Now, don’t get me wrong. My marito is awesome. I have no idea what I would do without him. But, as I think many people will agree, marriage is not just about the love between two people…  you want to know what it’s REALLY like to be married to an Italian?

Let’s examine that dream image you have in your head. You know the one I’m talking about. The one where you find yourself face to face with a gorgeous, tall, dark, swarthy Mediterranean piece of eye candy (that’s you, my love)… his white shirt unbuttoned and flowing the light breeze of a sunny Italian morning. You’ve just entered the kitchen after a night of delirious love making to find him preparing a breakfast of fruit and wild berries with a little vase of freshly picked flowers from the Tuscan hills that are practically rolling right out of the living room’s open doors.

Really let that image settle in…

and then follow these simple instructions for me…

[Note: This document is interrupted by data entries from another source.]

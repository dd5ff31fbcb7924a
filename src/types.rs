use serde::{Deserialize, Serialize};

use crate::config::AlignerKind;

/// One recogniser hypothesis for a frame.
#[derive(Debug, Clone, PartialEq, Serialize, Deserialize)]
pub struct Candidate {
    pub phone: String,
    /// Probability in [0, 1].
    pub prob: f32,
}

impl Candidate {
    pub fn new(phone: impl Into<String>, prob: f32) -> Self {
        Self {
            phone: phone.into(),
            prob,
        }
    }
}

/// One recogniser time step; candidates are ordered by descending probability.
///
/// Serialised as a bare candidate array. Deserialising sorts it.
#[derive(Debug, Clone, Default, PartialEq, Serialize, Deserialize)]
#[serde(from = "Vec<Candidate>", into = "Vec<Candidate>")]
pub struct Frame {
    pub candidates: Vec<Candidate>,
}

impl From<Vec<Candidate>> for Frame {
    fn from(candidates: Vec<Candidate>) -> Self {
        Self::new(candidates)
    }
}

impl From<Frame> for Vec<Candidate> {
    fn from(frame: Frame) -> Self {
        frame.candidates
    }
}

impl Frame {
    pub fn new(mut candidates: Vec<Candidate>) -> Self {
        candidates.sort_by(|a, b| b.prob.total_cmp(&a.prob));
        Self { candidates }
    }

    /// Highest-probability candidate.
    pub fn best(&self) -> Option<&Candidate> {
        self.candidates.first()
    }
}

#[derive(Debug, Clone, Copy, PartialEq, Eq, Hash, Serialize)]
#[serde(rename_all = "lowercase")]
pub enum StepKind {
    Match,
    Miss,
    Extra,
}

/// One classified alignment step, in forward order.
///
/// `cost` is the accumulated matrix value at the cell the step leaves from:
/// a cost for DTW, a score for Needleman-Wunsch.
#[derive(Debug, Clone, PartialEq, Serialize)]
#[serde(tag = "type", rename_all = "lowercase")]
pub enum AlignmentStep<R, I> {
    Match {
        expected: R,
        got: I,
        cost: f64,
        /// Similarity reported by the global aligner; `None` for DTW.
        #[serde(skip_serializing_if = "Option::is_none")]
        similarity: Option<f64>,
    },
    Miss {
        expected: R,
        cost: f64,
    },
    Extra {
        got: I,
        cost: f64,
    },
}

impl<R, I> AlignmentStep<R, I> {
    pub fn kind(&self) -> StepKind {
        match self {
            Self::Match { .. } => StepKind::Match,
            Self::Miss { .. } => StepKind::Miss,
            Self::Extra { .. } => StepKind::Extra,
        }
    }

    pub fn cost(&self) -> f64 {
        match self {
            Self::Match { cost, .. } | Self::Miss { cost, .. } | Self::Extra { cost, .. } => *cost,
        }
    }

    pub fn expected(&self) -> Option<&R> {
        match self {
            Self::Match { expected, .. } | Self::Miss { expected, .. } => Some(expected),
            Self::Extra { .. } => None,
        }
    }

    pub fn got(&self) -> Option<&I> {
        match self {
            Self::Match { got, .. } | Self::Extra { got, .. } => Some(got),
            Self::Miss { .. } => None,
        }
    }
}

pub type PhonemeStep = AlignmentStep<char, Frame>;

#[derive(Debug, Clone, PartialEq, Serialize)]
pub struct ScoreOutput {
    pub algorithm: AlignerKind,
    /// Space-joined reference phonemes.
    pub reference: String,
    /// DTW distance or Needleman-Wunsch score.
    pub alignment_score: f64,
    /// Percentage in [0, 100].
    pub accuracy: f64,
    pub omitted_words: Vec<String>,
    pub steps: Vec<PhonemeStep>,
}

1. Remove the hills and replace the view out the window with an old lady hanging underwear on a clothing line and yelling at you, while peering into your apartment as much as possible so she can judge your subpar cleaning methods and un-ironed sheets. That whole Tuscan hill thing is bullpoop. Tuscan hills make up less than 8% of the land mass of Italy; the residents of Tuscan hills make up 6%, more than half of which are living in a dense town or city; half of the less than 1% of Italians living in detached villas on the top of a rolling Tuscan hill are a gender which you are most likely not interested in… or are married already. So get over the idea that you’re going to meet some gorgeous Italian who just happens to own a luxurious villa perched upon a hill.

Please, let’s be realistic. Remove the hills, replace them with a nosey neighbor, and we’re a little closer to accuracy.

2. Get rid of the sun. “Sunny Italia” is a myth that only applies to the southern half of the country, and even then not necessarily in winter.

Keep in mind, Rome is more or less the same latitude as New York. Six months out of the year my sunny Texan self has to endure days and days of endless grey storm clouds, nebbia, and general yuckiness. So, yeah, take away the sun… but then take it away for EVERY winter FOR THE REST OF YOUR LIFE. This is where seasonal depression enters, and as the years pass you start to become a bitter, bitter person.

Keep imagining your scene… but with the nosey neighbor instead of hills, and the clouds instead of the sun…

3. No sooner does that light breeze pick up the corner of his shirt and start to pull back against his chest… than his mamma comes bolting through the door with a scarf to wrap around his neck and a stern warning about the drafts!

Italians have an intense fear of any sort of air movement, and it is said to cause all kinds of ailments. For sure, your dreamy Italian man would not be caught half-naked in any sort of breeze. His mamma will have felt the air movement ahead of time and noted from her balcony that your patio door was open, rushing over to offer her help in this time of crisis.

She will have “knopened” the door (that’s when the person knocks WHILE opening the door), because there are no boundaries when it comes to La Famiglia. Everything that you imagined to be appropriate up until now is completely thrown out the window. It is not only socially acceptable for a family to be all up in each other’s business, it is encouraged and even desired! A family that is not all up your grill probably doesn’t like you very much.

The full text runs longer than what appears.